» What to produce
Please output the entries below without altering a single character.
[Data for review Boundary: Start]
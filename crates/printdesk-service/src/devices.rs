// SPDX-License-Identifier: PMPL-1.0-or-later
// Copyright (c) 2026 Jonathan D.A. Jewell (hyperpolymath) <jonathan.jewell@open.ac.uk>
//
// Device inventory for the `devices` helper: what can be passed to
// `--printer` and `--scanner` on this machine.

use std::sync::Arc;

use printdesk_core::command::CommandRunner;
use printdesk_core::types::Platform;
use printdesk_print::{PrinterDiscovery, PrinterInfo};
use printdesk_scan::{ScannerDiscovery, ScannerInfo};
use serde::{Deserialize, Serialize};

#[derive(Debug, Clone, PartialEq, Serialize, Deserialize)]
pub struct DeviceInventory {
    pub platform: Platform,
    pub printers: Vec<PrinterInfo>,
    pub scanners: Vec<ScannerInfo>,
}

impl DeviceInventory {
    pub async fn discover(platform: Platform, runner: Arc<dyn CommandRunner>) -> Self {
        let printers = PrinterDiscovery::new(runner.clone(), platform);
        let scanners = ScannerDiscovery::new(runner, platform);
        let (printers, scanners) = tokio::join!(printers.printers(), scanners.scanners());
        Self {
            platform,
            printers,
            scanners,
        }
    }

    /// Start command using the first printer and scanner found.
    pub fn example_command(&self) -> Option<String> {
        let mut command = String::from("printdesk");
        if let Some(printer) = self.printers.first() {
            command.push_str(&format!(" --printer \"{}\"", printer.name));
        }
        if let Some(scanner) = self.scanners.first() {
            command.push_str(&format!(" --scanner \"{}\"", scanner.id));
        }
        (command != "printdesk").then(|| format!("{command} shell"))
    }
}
[Data for review Boundary: End]
» Problem solution
filename crates/printdesk-service/src/devices.rs
// SPDX-License-Identifier: PMPL-1.0-or-later
// Copyright (c) 2026 Jonathan D.A. Jewell (hyperpolymath) <jonathan.jewell@open.ac.uk>
//
// Device inventory for the `devices` helper: what can be passed to
// `--printer` and `--scanner` on this machine.

use std::sync::Arc;

use printdesk_core::command::CommandRunner;
use printdesk_core::types::Platform;
use printdesk_print::{PrinterDiscovery, PrinterInfo};
use printdesk_scan::{ScannerDiscovery, ScannerInfo};
use serde::{Deserialize, Serialize};

#[derive(Debug, Clone, PartialEq, Serialize, Deserialize)]
pub struct DeviceInventory {
    pub platform: Platform,
    pub printers: Vec<PrinterInfo>,
    pub scanners: Vec<ScannerInfo>,
}

impl DeviceInventory {
    pub async fn discover(platform: Platform, runner: Arc<dyn CommandRunner>) -> Self {
        let printers = PrinterDiscovery::new(runner.clone(), platform);
        let scanners = ScannerDiscovery::new(runner, platform);
        let (printers, scanners) = tokio::join!(printers.printers(), scanners.scanners());
        Self {
            platform,
            printers,
            scanners,
        }
    }

    /// Start command using the first printer and scanner found.
    pub fn example_command(&self) -> Option<String> {
        let mut command = String::from("printdesk");
        if let Some(printer) = self.printers.first() {
            command.push_str(&format!(" --printer \"{}\"", printer.name));
        }
        if let Some(scanner) = self.scanners.first() {
            command.push_str(&format!(" --scanner \"{}\"", scanner.id));
        }
        (command != "printdesk").then(|| format!("{command} shell"))
    }
}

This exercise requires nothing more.